For a long time, the form of the first representative programme served as a model for the creation of new multimedia performances. Laterna magika was part of the National Theatre as an independent "experimental" company with its own artistic management. Its first artistic director was Alfréd Radok. In the 1960s, Laterna magika focused on both domestic and foreign audiences, increasingly centred on tour programmes, in the case of which the composite nature of the first performances was an advantage. According to archival materials and personal testimony, parts of the premiere and subsequent tour programmes were changed, supplemented, re-arranged, or the productions were given different titles.

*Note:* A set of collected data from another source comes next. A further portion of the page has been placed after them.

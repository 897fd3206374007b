//! # Fees Core
//!
//! Student fee reconciliation for a school administration backend: merges a
//! student's fee schedule with the session's payment ledger, derives
//! per-fee payment status and session totals, and records new payments.
//!
//! ## Features
//!
//! - **Reconciliation engine**: pure, repeatable computation of paid, remaining and status per fee
//! - **Linked and proportional allocation**: payments referencing a fee are attributed to it, the rest is spread by fee share
//! - **Lenient data boundary**: loosely typed backend JSON is validated into strict records, one bad record never blocks the batch
//! - **Payments**: validated submission against the balance computed at call time
//! - **Backend abstraction**: REST client over `reqwest` and an in-memory backend for tests
//!
//! ## Quick Start
//!
//! ```rust
//! use fees_core::{reconcile, FeeObligation, PaymentStatus, TransactionRecord, TransactionStatus};
//! use bigdecimal::BigDecimal;
//!
//! let fees = vec![FeeObligation::new("1", BigDecimal::from(1000), None)];
//! let ledger = vec![TransactionRecord::new(
//!     "t1",
//!     "7",
//!     BigDecimal::from(1000),
//!     TransactionStatus::Success,
//!     "Payment for Fee ID: 1",
//! )];
//!
//! let result = reconcile(&fees, &ledger);
//! assert_eq!(result.fees[0].status, PaymentStatus::Paid);
//! assert_eq!(result.totals.payment_percentage, 100);
//! ```

pub mod client;
pub mod config;
pub mod desk;
pub mod reconciliation;
pub mod records;
pub mod traits;
pub mod types;
pub mod utils;

// Re-export commonly used types
pub use client::HttpBackend;
pub use crate::config::{BackendConfig, FeesConfig};
pub use desk::{payment_description, FeeDesk, PaymentManager, StatementLoader};
pub use reconciliation::{reconcile, transactions_for_student, ReconciliationEngine, ReferenceTokenLinker};
pub use records::{parse_fees, parse_transactions, Parsed};
pub use traits::*;
pub use types::*;
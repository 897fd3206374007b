//! Fee statement walkthrough against the in-memory backend

use bigdecimal::BigDecimal;
use fees_core::utils::{format_currency, format_date, MemoryBackend};
use fees_core::{FeeDesk, FeeId, FeesConfig, ReconciliationContext};
use serde_json::json;
use tracing_subscriber::EnvFilter;

#[tokio::main]
async fn main() -> Result<(), Box<dyn std::error::Error>> {
    tracing_subscriber::fmt()
        .with_env_filter(EnvFilter::try_from_default_env().unwrap_or_else(|_| EnvFilter::new("info")))
        .init();

    let config = FeesConfig::load()?;
    println!("Backend configured at {}\n", config.backend.base_url);

    // Seed a student with two fees and one unlinked payment
    let backend = MemoryBackend::new("2024-25");
    backend.add_student("7", json!({"name": "Asha Rao", "admissionNo": "A-1042", "studentClass": "7-B"}));
    backend.add_fee("7", json!({"feesId": 1, "amount": 1000, "dueDate": "2024-06-30"}));
    backend.add_fee("7", json!({"feesId": 2, "amount": 500, "dueDate": "2024-12-31"}));
    backend.add_transaction(
        "2024-25",
        json!({"transactionId": 100, "userId": 7, "amount": 300, "status": "success", "description": "general payment"}),
    );

    let desk = FeeDesk::new(backend);
    let context = ReconciliationContext::new("7", "2024-25");

    let statement = desk.load_statement(&context).await?;
    print_statement(&statement);

    // Pay part of the first fee; the payment references the fee id
    let fee = statement
        .fee(&FeeId::from("1"))
        .map(|f| f.fee.clone())
        .ok_or("fee 1 missing")?;
    let payment = desk
        .submit_payment(&context, &fee, BigDecimal::from(500))
        .await?;
    println!(
        "Recorded payment {} of {}\n",
        payment.transaction_id,
        format_currency(&payment.amount)
    );

    // Over-paying is refused with a validation error
    if let Err(err) = desk
        .submit_payment(&context, &fee, BigDecimal::from(10_000))
        .await
    {
        println!("Refused: {}\n", err);
    }

    let statement = desk.load_statement(&context).await?;
    print_statement(&statement);

    Ok(())
}

fn print_statement(statement: &fees_core::FeeStatement) {
    if let Some(student) = &statement.student {
        println!(
            "Fee Details - {} ({})",
            student.name.as_deref().unwrap_or("N/A"),
            student.student_class.as_deref().unwrap_or("-")
        );
    }

    for fee in statement.fees() {
        println!(
            "  Fee {:>3}  {:>12}  due {:<12}  {:<8} paid {:>10}  remaining {:>10}",
            fee.fee_id(),
            format_currency(&fee.fee.amount),
            format_date(fee.fee.due_date, "-"),
            fee.status,
            format_currency(&fee.paid_amount),
            format_currency(&fee.remaining_amount),
        );
    }

    let totals = statement.totals();
    println!(
        "  Total {}  Paid {}  Pending {}  ({}%)  {}\n",
        format_currency(&totals.total_fees),
        format_currency(&totals.total_paid),
        format_currency(&totals.total_remaining),
        totals.payment_percentage,
        statement.overall_status().label()
    );
}
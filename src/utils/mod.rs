//! Utility modules

pub mod format;
pub mod memory_backend;
pub mod validation;

pub use format::*;
pub use memory_backend::*;
pub use validation::*;
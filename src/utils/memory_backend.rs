//! In-memory backend implementation for testing

use async_trait::async_trait;
use chrono::Utc;
use serde_json::{json, Value};
use std::collections::HashMap;
use std::sync::{Arc, PoisonError, RwLock, RwLockReadGuard, RwLockWriteGuard};
use uuid::Uuid;

use crate::traits::*;
use crate::types::*;

#[derive(Debug, Default)]
struct MemoryState {
    fees: HashMap<StudentId, Vec<Value>>,
    transactions: HashMap<SessionId, Vec<Value>>,
    students: HashMap<StudentId, Value>,
    fetch_failure: Option<String>,
    submission_rejection: Option<String>,
}

/// In-memory fee backend for testing and development
///
/// New payments are recorded in the backend's current session, the way the
/// school server scopes them.
#[derive(Debug, Clone)]
pub struct MemoryBackend {
    current_session: SessionId,
    state: Arc<RwLock<MemoryState>>,
}

impl MemoryBackend {
    /// Create a backend whose payments land in `current_session`
    pub fn new(current_session: impl Into<SessionId>) -> Self {
        Self {
            current_session: current_session.into(),
            state: Arc::new(RwLock::new(MemoryState::default())),
        }
    }

    pub fn current_session(&self) -> &SessionId {
        &self.current_session
    }

    fn read(&self) -> RwLockReadGuard<'_, MemoryState> {
        self.state.read().unwrap_or_else(PoisonError::into_inner)
    }

    fn write(&self) -> RwLockWriteGuard<'_, MemoryState> {
        self.state.write().unwrap_or_else(PoisonError::into_inner)
    }

    /// Add a raw fee record for a student
    pub fn add_fee(&self, student_id: impl Into<StudentId>, fee: Value) {
        self.write()
            .fees
            .entry(student_id.into())
            .or_default()
            .push(fee);
    }

    /// Add a raw transaction record to a session's ledger
    pub fn add_transaction(&self, session_id: impl Into<SessionId>, transaction: Value) {
        self.write()
            .transactions
            .entry(session_id.into())
            .or_default()
            .push(transaction);
    }

    /// Register a raw student profile
    pub fn add_student(&self, student_id: impl Into<StudentId>, profile: Value) {
        self.write().students.insert(student_id.into(), profile);
    }

    /// Make every listing call fail with the given reason, or succeed again with `None`
    pub fn set_fetch_failure(&self, reason: Option<String>) {
        self.write().fetch_failure = reason;
    }

    /// Make payment submissions fail with the given reason, or succeed again with `None`
    pub fn set_submission_rejection(&self, reason: Option<String>) {
        self.write().submission_rejection = reason;
    }

    /// Snapshot of a session's ledger
    pub fn transactions(&self, session_id: &SessionId) -> Vec<Value> {
        self.read()
            .transactions
            .get(session_id)
            .cloned()
            .unwrap_or_default()
    }

    /// Clear all data (useful for testing)
    pub fn clear(&self) {
        *self.write() = MemoryState::default();
    }

    fn check_fetch(&self) -> Result<(), BackendError> {
        match &self.read().fetch_failure {
            Some(reason) => Err(BackendError::Unavailable(reason.clone())),
            None => Ok(()),
        }
    }
}

#[async_trait]
impl FeeBackend for MemoryBackend {
    async fn list_fees(&self, student_id: &StudentId) -> Result<Vec<Value>, BackendError> {
        self.check_fetch()?;
        Ok(self.read().fees.get(student_id).cloned().unwrap_or_default())
    }

    async fn list_transactions(&self, session_id: &SessionId) -> Result<Vec<Value>, BackendError> {
        self.check_fetch()?;
        Ok(self.transactions(session_id))
    }

    async fn create_transaction(&self, transaction: &NewTransaction) -> Result<Value, BackendError> {
        if let Some(reason) = &self.read().submission_rejection {
            return Err(BackendError::Status {
                status: 422,
                body: reason.clone(),
            });
        }

        let mut record =
            serde_json::to_value(transaction).map_err(|e| BackendError::Decode(e.to_string()))?;
        if let Value::Object(fields) = &mut record {
            fields.insert("transactionId".to_string(), json!(Uuid::new_v4().to_string()));
            fields.insert("status".to_string(), json!("success"));
            fields.insert(
                "paymentDate".to_string(),
                json!(Utc::now().naive_utc().format("%Y-%m-%dT%H:%M:%S").to_string()),
            );
        }

        self.write()
            .transactions
            .entry(self.current_session.clone())
            .or_default()
            .push(record.clone());
        Ok(record)
    }

    async fn get_student(&self, student_id: &StudentId) -> Result<Option<Value>, BackendError> {
        Ok(self.read().students.get(student_id).cloned())
    }
}
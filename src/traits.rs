//! Traits for backend abstraction and extensibility

use async_trait::async_trait;
use serde_json::Value;

use crate::types::*;

/// Access to the school REST backend that owns fees and transactions
///
/// Records are returned as loosely typed JSON; turning them into typed
/// records is the job of [`crate::records`], so a single malformed record
/// never fails a whole listing.
#[async_trait]
pub trait FeeBackend: Send + Sync {
    /// List the fee obligations of a student (`GET /fees?studentId=<id>`)
    async fn list_fees(&self, student_id: &StudentId) -> Result<Vec<Value>, BackendError>;

    /// List the transaction ledger of a session (`GET /transactions?sessionId=<id>`)
    async fn list_transactions(&self, session_id: &SessionId) -> Result<Vec<Value>, BackendError>;

    /// Record a new payment (`POST /transactions`) and return the created record
    async fn create_transaction(&self, transaction: &NewTransaction) -> Result<Value, BackendError>;

    /// Fetch a student's profile, `None` if the student is unknown
    async fn get_student(&self, student_id: &StudentId) -> Result<Option<Value>, BackendError>;
}

/// Rule deciding whether a ledger transaction is attributed to a fee obligation
pub trait FeeLinker: Send + Sync {
    fn is_linked(&self, fee_id: &FeeId, transaction: &TransactionRecord) -> bool;
}

/// Default linking rule: the description contains the fee id as a substring
///
/// Note that fee id "1" also matches a description mentioning "10".
pub struct DescriptionContainsLinker;

impl FeeLinker for DescriptionContainsLinker {
    fn is_linked(&self, fee_id: &FeeId, transaction: &TransactionRecord) -> bool {
        !fee_id.as_str().is_empty() && transaction.description.contains(fee_id.as_str())
    }
}

#[cfg(test)]
mod tests {
    use super::*;
    use bigdecimal::BigDecimal;

    fn txn(description: &str) -> TransactionRecord {
        TransactionRecord::new(
            "t1",
            "7",
            BigDecimal::from(100),
            TransactionStatus::Success,
            description,
        )
    }

    #[test]
    fn test_description_contains_linker() {
        let linker = DescriptionContainsLinker;
        assert!(linker.is_linked(&FeeId::from("1"), &txn("Payment for Fee ID: 1")));
        assert!(!linker.is_linked(&FeeId::from("2"), &txn("Payment for Fee ID: 1")));
        assert!(!linker.is_linked(&FeeId::from("1"), &txn("general payment")));
    }

    #[test]
    fn test_description_contains_linker_matches_longer_ids() {
        // substring semantics are kept as-is
        let linker = DescriptionContainsLinker;
        assert!(linker.is_linked(&FeeId::from("1"), &txn("Payment for Fee ID: 10")));
    }
}
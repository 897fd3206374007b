//! Fee desk: statement loading and payment processing

pub mod core;
pub mod payment;
pub mod statement;

pub use self::core::*;
pub use payment::*;
pub use statement::*;
use std::process::ExitCode;
use std::time::{SystemTime, UNIX_EPOCH};

use rand::rngs::StdRng;
use rand::SeedableRng;

use process_scheduler::policies::lottery::{Lottery, TicketDistribution};
use process_scheduler::run_cli;

/// Ticket count, matching `#define NUM_TICKETS 100` in `scheduling/lottery.c`.
const TOTAL_TICKETS: usize = 100;

fn main() -> ExitCode {
    let seed = SystemTime::now()
        .duration_since(UNIX_EPOCH)
        .map(|d| d.as_nanos() as u64)
        .unwrap_or(0);
    let rng = StdRng::seed_from_u64(seed);

    run_cli(Box::new(Lottery::new(TOTAL_TICKETS, TicketDistribution::ServiceWeighted, rng)))
}
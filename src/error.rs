use thiserror::Error;

/// Error taxonomy for the scheduler engine and its algorithms.
///
/// Any of these surfaces as `scheduler_run`'s return value; none of them are
/// recoverable mid-run (§7: "all other errors surface to `scheduler_run`'s
/// return value").
#[derive(Debug, Clone, Error)]
pub enum SchedulerError {
    #[error("mutex poisoned while {0}")]
    Poisoned(&'static str),

    #[error("algorithm callback failed: {0}")]
    Algorithm(String),

    #[error("process invariant violated: {0}")]
    Invariant(String),

    #[error("invalid quantum: {0} (must be >= 1)")]
    InvalidQuantum(i64),
}
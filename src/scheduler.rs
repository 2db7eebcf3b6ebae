//! The scheduler engine: clock, arrivals/ready/completed queues, trace, and
//! metrics. Grounded on `scheduling/scheduler.c`'s `__scheduler_produce` /
//! `__scheduler_consume` pair — a textbook bounded-buffer producer/consumer
//! realized here with `std::sync::{Mutex, Condvar}` rather than
//! `pthread_cond_t` (same shape as the `Mutex<bool>`/`Condvar` pairing used
//! for `work_available`/`all_done` gating in comparable worker-pool code —
//! e.g. the green-thread scheduler under `examples/other_examples/`).

use std::any::Any;
use std::sync::{Arc, Condvar, Mutex, MutexGuard, PoisonError};
use std::thread::{self, JoinHandle};
use std::time::Duration;

use crate::algorithm::Algorithm;
use crate::container::Deque;
use crate::error::SchedulerError;
use crate::process::{compare_arrival, Process, Tick};

#[derive(Debug, Clone, Copy, PartialEq, Eq)]
enum Status {
    Error,
    End,
    Alive,
    Done,
}

struct State {
    arrivals: Deque<Process>,
    completed: Deque<Process>,
    algorithm: Box<dyn Algorithm>,
    status: Status,
    tick: Tick,
    daemon: bool,
    error: Option<SchedulerError>,
}

/// Final averages computed over the completed queue (spec §4.5).
#[derive(Debug, Clone, Copy, PartialEq)]
pub struct Metrics {
    pub avg_turnaround: f64,
    pub avg_wait: f64,
}

/// Owns the arrivals/completed queues and the algorithm handle; a process is
/// borrowed to the consumer during its one-tick dispatch and returned via
/// `put` (or escalated to `completed`).
pub struct Scheduler {
    state: Arc<Mutex<State>>,
    can_produce: Arc<Condvar>,
    can_consume: Arc<Condvar>,
}

fn lock(state: &Mutex<State>) -> MutexGuard<'_, State> {
    state.lock().unwrap_or_else(PoisonError::into_inner)
}

/// Locks for a correctness-critical step of `run` itself (as opposed to the
/// producer/consumer loops' best-effort `lock`, which self-heals from
/// poisoning to keep looping): here poisoning is reported as a genuine
/// synchronization error rather than silently recovered from, per §7's
/// "synchronization errors... a diagnostic carrying the failing primitive
/// name".
fn try_lock<'a>(state: &'a Mutex<State>, step: &'static str) -> Result<MutexGuard<'a, State>, SchedulerError> {
    state.lock().map_err(|_| SchedulerError::Poisoned(step))
}

/// Joins a worker thread, turning a panic (e.g. an algorithm callback
/// panicking instead of returning `Err`) into a `SchedulerError` instead of
/// letting it crash the process — §7 requires every non-input error to
/// surface through `run`'s return value.
fn join_worker(handle: JoinHandle<()>, name: &'static str) -> Result<(), SchedulerError> {
    handle.join().map_err(|payload| {
        SchedulerError::Algorithm(format!("{name} thread panicked: {}", panic_message(&payload)))
    })
}

fn panic_message(payload: &Box<dyn Any + Send>) -> String {
    if let Some(message) = payload.downcast_ref::<&str>() {
        message.to_string()
    } else if let Some(message) = payload.downcast_ref::<String>() {
        message.clone()
    } else {
        "non-string panic payload".to_string()
    }
}

impl Scheduler {
    pub fn new(algorithm: Box<dyn Algorithm>) -> Self {
        Self::build(algorithm, false)
    }

    /// Suppresses the automatic `ALIVE -> DONE -> END` transition so the
    /// engine keeps waiting for externally-added arrivals indefinitely.
    pub fn new_daemon(algorithm: Box<dyn Algorithm>) -> Self {
        Self::build(algorithm, true)
    }

    fn build(algorithm: Box<dyn Algorithm>, daemon: bool) -> Self {
        let state = State {
            arrivals: Deque::new(),
            completed: Deque::new(),
            algorithm,
            status: Status::End,
            tick: 0,
            daemon,
            error: None,
        };
        Self {
            state: Arc::new(Mutex::new(state)),
            can_produce: Arc::new(Condvar::new()),
            can_consume: Arc::new(Condvar::new()),
        }
    }

    /// Adds a process to the arrivals queue, callable before or during
    /// `run` (supports daemon mode and a reader feeding the engine live).
    pub fn add_process(&self, process: Process) {
        {
            let mut guard = lock(&self.state);
            guard.arrivals.push_back(process);
            guard.arrivals.sort_by(compare_arrival);
        }
        self.can_produce.notify_all();
    }

    pub fn current_tick(&self) -> Tick {
        lock(&self.state).tick
    }

    /// Spawns the arrival producer and the dispatch consumer, joins both,
    /// and returns the final metrics.
    pub fn run(&self) -> Result<Metrics, SchedulerError> {
        {
            let mut guard = try_lock(&self.state, "starting the run")?;
            guard.status = Status::Alive;
        }

        let producer = {
            let state = Arc::clone(&self.state);
            let can_produce = Arc::clone(&self.can_produce);
            let can_consume = Arc::clone(&self.can_consume);
            thread::spawn(move || produce(&state, &can_produce, &can_consume))
        };
        let consumer = {
            let state = Arc::clone(&self.state);
            let can_produce = Arc::clone(&self.can_produce);
            let can_consume = Arc::clone(&self.can_consume);
            thread::spawn(move || consume(&state, &can_produce, &can_consume))
        };

        let producer_result = join_worker(producer, "arrival producer");
        let consumer_result = join_worker(consumer, "dispatch consumer");

        {
            let guard = try_lock(&self.state, "reading the run's outcome")?;
            if let Some(error) = &guard.error {
                return Err(error.clone());
            }
        }
        producer_result?;
        consumer_result?;

        let guard = try_lock(&self.state, "computing metrics")?;
        Ok(compute_metrics(&guard.completed))
    }
}

fn arrival_is_due(state: &State) -> bool {
    match state.arrivals.peek_at(0) {
        Some(p) => p.arrival() <= state.tick,
        None => false,
    }
}

fn produce(state: &Mutex<State>, can_produce: &Condvar, can_consume: &Condvar) {
    loop {
        let mut guard = lock(state);
        if guard.status != Status::Alive {
            break;
        }

        while !arrival_is_due(&guard) {
            guard = can_produce.wait(guard).unwrap_or_else(PoisonError::into_inner);
            if guard.status != Status::Alive {
                drop(guard);
                return;
            }
        }

        if let Some(process) = guard.arrivals.pop_front() {
            let tick = guard.tick;
            println!("Time {:02} : Process {} Arrival {:02}", tick, process.name(), process.arrival());

            if process.service() == 0 {
                // This engine admits a zero-service process directly to
                // completed rather than dispatching it (spec §9: "leaves
                // the semantics to the implementer").
                let mut process = process;
                process.set_completion(tick);
                guard.completed.push_back(process);
            } else if let Err(error) = guard.algorithm.arrive(process) {
                guard.status = Status::Error;
                guard.error = Some(error);
            }
        }

        if !guard.daemon && guard.arrivals.is_empty() && guard.status == Status::Alive {
            guard.status = Status::Done;
        }

        let status = guard.status;
        drop(guard);
        can_consume.notify_all();

        if status != Status::Alive {
            break;
        }
    }
}

fn consume(state: &Mutex<State>, can_produce: &Condvar, can_consume: &Condvar) {
    loop {
        let mut guard = lock(state);
        if !matches!(guard.status, Status::Alive | Status::Done) {
            break;
        }

        loop {
            match guard.algorithm.ready() {
                Ok(true) => break,
                Ok(false) => {
                    if guard.status != Status::Alive {
                        break;
                    }
                    guard = can_consume.wait(guard).unwrap_or_else(PoisonError::into_inner);
                }
                Err(error) => {
                    guard.status = Status::Error;
                    guard.error = Some(error);
                    break;
                }
            }
        }

        if guard.status == Status::Error {
            drop(guard);
            break;
        }

        match guard.algorithm.get() {
            Ok(Some(mut process)) => {
                let tick = guard.tick;
                println!("Time {:02} : Process {} Service {:02}", tick, process.name(), process.current_service());
                guard.tick += 1;
                let now = guard.tick;

                match process.run() {
                    Ok(0) => {
                        process.set_completion(now);
                        guard.completed.push_back(process);
                    }
                    Ok(_) => {
                        if let Err(error) = guard.algorithm.put(process) {
                            guard.status = Status::Error;
                            guard.error = Some(error);
                        }
                    }
                    Err(error) => {
                        guard.status = Status::Error;
                        guard.error = Some(error);
                    }
                }
            }
            Ok(None) => {}
            Err(error) => {
                guard.status = Status::Error;
                guard.error = Some(error);
            }
        }

        if guard.status == Status::Done && !guard.daemon {
            let still_ready = guard.algorithm.ready().unwrap_or(false);
            if !still_ready {
                guard.status = Status::End;
            }
        }

        let status = guard.status;
        drop(guard);
        can_produce.notify_all();

        if !matches!(status, Status::Alive | Status::Done) {
            break;
        }

        thread::sleep(Duration::from_micros(100));
    }
}

fn compute_metrics(completed: &Deque<Process>) -> Metrics {
    let n = completed.size();
    if n == 0 {
        return Metrics { avg_turnaround: 0.0, avg_wait: 0.0 };
    }

    let mut turnaround_total: i64 = 0;
    let mut wait_total: i64 = 0;
    for process in completed.iter() {
        let completion = process.completion().unwrap_or(process.arrival());
        let turnaround = completion - process.arrival();
        turnaround_total += turnaround;
        wait_total += turnaround - process.service();
    }

    Metrics {
        avg_turnaround: turnaround_total as f64 / n as f64,
        avg_wait: wait_total as f64 / n as f64,
    }
}
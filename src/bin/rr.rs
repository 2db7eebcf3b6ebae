use std::process::ExitCode;

use clap::Parser;
use process_scheduler::policies::round_robin::RoundRobin;
use process_scheduler::{run_cli, SchedulerError};

#[derive(Parser)]
#[command(name = "rr", about = "Round-robin process scheduler")]
struct Args {
    /// Quantum, in ticks, given to a process before it's rotated to the back.
    #[arg(default_value_t = 3)]
    quantum: i64,
}

fn main() -> ExitCode {
    let args = Args::parse();
    if args.quantum < 1 {
        eprintln!("{}", SchedulerError::InvalidQuantum(args.quantum));
        return ExitCode::FAILURE;
    }

    run_cli(Box::new(RoundRobin::new(args.quantum)))
}
//! The four-callback capability contract through which policies customize
//! admission, readiness, dispatch, and re-admission (spec §4.3). The
//! original is a function-pointer vtable plus an opaque `void *` state;
//! here that's a trait object, the idiomatic runtime-polymorphic
//! replacement called out in the Design Notes.

use crate::container::Deque;
use crate::error::SchedulerError;
use crate::process::Process;

pub trait Algorithm: Send {
    /// Admits a newly arrived process.
    fn arrive(&mut self, process: Process) -> Result<(), SchedulerError>;

    /// Does at least one process exist that can be dispatched?
    fn ready(&self) -> Result<bool, SchedulerError>;

    /// Selects and extracts the next process to run for one tick.
    fn get(&mut self) -> Result<Option<Process>, SchedulerError>;

    /// Returns a process that ran but did not finish.
    fn put(&mut self, process: Process) -> Result<(), SchedulerError>;
}

/// Wires a single FIFO as the ready set, using `push_back` for `arrive` and
/// `!is_empty` for `ready` — the convenience constructor spec §4.3 calls
/// `queue_algorithm`, used by FCFS, SPN, and STR.
pub struct QueueAlgorithm<G, P>
where
    G: FnMut(&mut Deque<Process>) -> Option<Process> + Send,
    P: FnMut(Process, &mut Deque<Process>) -> Result<(), SchedulerError> + Send,
{
    queue: Deque<Process>,
    get: G,
    put: P,
}

impl<G, P> QueueAlgorithm<G, P>
where
    G: FnMut(&mut Deque<Process>) -> Option<Process> + Send,
    P: FnMut(Process, &mut Deque<Process>) -> Result<(), SchedulerError> + Send,
{
    pub fn new(get: G, put: P) -> Self {
        Self { queue: Deque::new(), get, put }
    }
}

impl<G, P> Algorithm for QueueAlgorithm<G, P>
where
    G: FnMut(&mut Deque<Process>) -> Option<Process> + Send,
    P: FnMut(Process, &mut Deque<Process>) -> Result<(), SchedulerError> + Send,
{
    fn arrive(&mut self, process: Process) -> Result<(), SchedulerError> {
        self.queue.push_back(process);
        Ok(())
    }

    fn ready(&self) -> Result<bool, SchedulerError> {
        Ok(!self.queue.is_empty())
    }

    fn get(&mut self) -> Result<Option<Process>, SchedulerError> {
        Ok((self.get)(&mut self.queue))
    }

    fn put(&mut self, process: Process) -> Result<(), SchedulerError> {
        (self.put)(process, &mut self.queue)
    }
}
use std::process::ExitCode;

use process_scheduler::policies::mlfq::Mlfq;
use process_scheduler::run_cli;

/// Priority bands and the doubling base quantum, matching the original
/// `new_mlfq(3, 3)` call in `scheduling/mlfq.c`.
const LEVELS: usize = 3;
const INITIAL_QUANTUM: i64 = 3;

fn main() -> ExitCode {
    run_cli(Box::new(Mlfq::new(LEVELS, INITIAL_QUANTUM)))
}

The second Laterna magika performance was aptly called Tour Programme and was premiered on 5 December 1960 within a guest appearance in Leningrad. The creation of a new programme gave rise to a clash with the then Communist cultural cadres' notion of socialist realist art: the Minister of Culture, Václav Kopecký, did not allow a rendition on stage of the dance-film number The Opening of the Springs to Bohuslav Martinů's music. Alfréd Radok duly resigned from his post of Laterna magika's artistic director and was succeeded by the dancer and choreographer Oldřich Stodola. Amidst the more relaxed political atmosphere in 1966, the work was re-included in the repertoire, and Radok reassumed the post of the company's head. The only exception in the programme dating from this era was the feature-length drama production of The Tales of Hoffmann, created in 1963 by the stage director Václav Kašlík, who purged Jacques Offenbach's musical work of secondary motifs and concentrated the action on Hoffmann and his three loves, with the production merely featuring three lead characters, and the ballet and opera ensembles. The critics, however, panned The Tales of Hoffmann and required that Laterna magika return to a vaudeville type of programme. At Expo 67 in Montreal, the company presented a shorter programme performed up to twelve times a day which later on was staged in Prague under the title Revue from the Box.

=== 1973–1989 ===
A turning point in the dramaturgy of Laterna magika came in 1973, when the architect and set designer Josef Svoboda assumed the post of artistic director, in which he would serve for a long time to come. The company began seeking a novel artistic expression in the form of feature-length productions, whose prototype was Prague Carnival (1974), directed by Václav Kašlík and based on old legends. It was performed to acclaim for about a month, yet failed to pass the final approval process. A new version of the production was undertaken by the director Evald Schorm, who staged it under the title Love in Carnival Colours (1975).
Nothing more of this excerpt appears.